Section: New Results

A Two-level Approach to Reasoning about Computation

Participant : Dale Miller.

In a paper that appeared in the J. of Automated Reasoning, Gacek, Miller, and Nadathur [12] described the foundations and architecture of a new interactive theorem prover capable of reasoning with rich collections of inductive and coinductive relations. This prover, called Abella, also contains the “generic” quantifier $\nabla$ that provides a direct and elegant treatment of term-level binding.

A novel aspect of Abella is that it can define provability in various simple logics and can also reason about provability in such logics. The current system includes a specification logic that is a (restricted) intuitionistic logic programming language (a sublanguage of $\lambda$Prolog). The main logic of Abella is then the second logic, called the reasoning logic, and it is capable of reasoning about provability in the specification language.

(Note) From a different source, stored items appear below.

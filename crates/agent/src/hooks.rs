//! Hook interface — per-agent customization of the shared pipeline.
//!
//! A typed strategy object injected at pipeline construction time. Every
//! method has a no-op default, so an agent implements only what it needs:
//! the CRM agent injects record metadata in `before_context`, the workflow
//! agent rewrites the prompt in `before_generate`, and so on.

use crate::prefetch::RetrievalPrefetch;
use crate::turn::{TurnArgs, TurnResult};
use async_trait::async_trait;
use opsdesk_context::MergedContext;
use opsdesk_core::message::ThreadMessage;
use std::sync::Arc;

/// Context contributions gathered before assembly.
#[derive(Default)]
pub struct HookContext {
    /// Replaces the store-held conversation summary when present.
    pub context_summary: Option<String>,

    /// Pre-supplied retrieval text; suppresses the prefetch consumption.
    pub retrieval_context: Option<String>,

    /// Integration/tooling metadata for the integrations section.
    pub integrations_info: Option<String>,

    /// A prefetch handle started by the agent itself (e.g. with a custom
    /// query); the pipeline uses it instead of starting its own.
    pub prefetch: Option<Arc<RetrievalPrefetch>>,
}

/// Overrides gathered between assembly and generation.
#[derive(Debug, Clone, Default)]
pub struct GenerateOverrides {
    /// Replaces the user prompt content sent to the model.
    pub prompt_content: Option<String>,

    /// Additional system-context messages, placed in the first group.
    pub system_context_messages: Option<Vec<ThreadMessage>>,
}

/// The pipeline extension points. All optional.
#[async_trait]
pub trait TurnHooks: Send + Sync {
    /// Runs before context assembly.
    async fn before_context(&self, _args: &TurnArgs) -> HookContext {
        HookContext::default()
    }

    /// Runs after assembly, before the model call.
    async fn before_generate(
        &self,
        _args: &TurnArgs,
        _context: &MergedContext,
        _hook_context: &HookContext,
    ) -> GenerateOverrides {
        GenerateOverrides::default()
    }

    /// Runs after a successful generation, before persistence.
    async fn after_generate(
        &self,
        _args: &TurnArgs,
        _result: &TurnResult,
        _hook_context: &HookContext,
    ) {
    }

    /// Runs when the turn fails, before the failed record is persisted.
    async fn on_error(&self, _args: &TurnArgs, _error: &opsdesk_core::Error) {}
}

/// The no-op hook set used when an agent registers nothing.
pub struct NoHooks;

#[async_trait]
impl TurnHooks for NoHooks {}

This approach to reasoning about computation has interesting applications. For example, the reasoning logic is aware of the fact that the cut and substitution rules can be eliminated in the specification logic. As a consequence, the notoriously difficult "substitution lemmas" that occur repeated in the study of operational semantics are proved essentially for free (that is, they are an immediate consequence of cut-elimination).

In [17] , Accattoli showed that when one reasons about the untyped $\lambda$-calculus, the specification logic is often not needed. In particular, Accattoli reinterpreted the formalization by G. Huet of the meta-theory of $\lambda$-calculus residuals in Abella and showed that the resulting meta-theory had a much more elegant and natural specification than the one presented early by Huet in Coq. While the use of two-levels of logic was not important for this particular (untyped) example, other aspects of Abella—relation specifications, $\nabla$-quantification, and strong induction principles—were critical for improving the expressivity of this prover.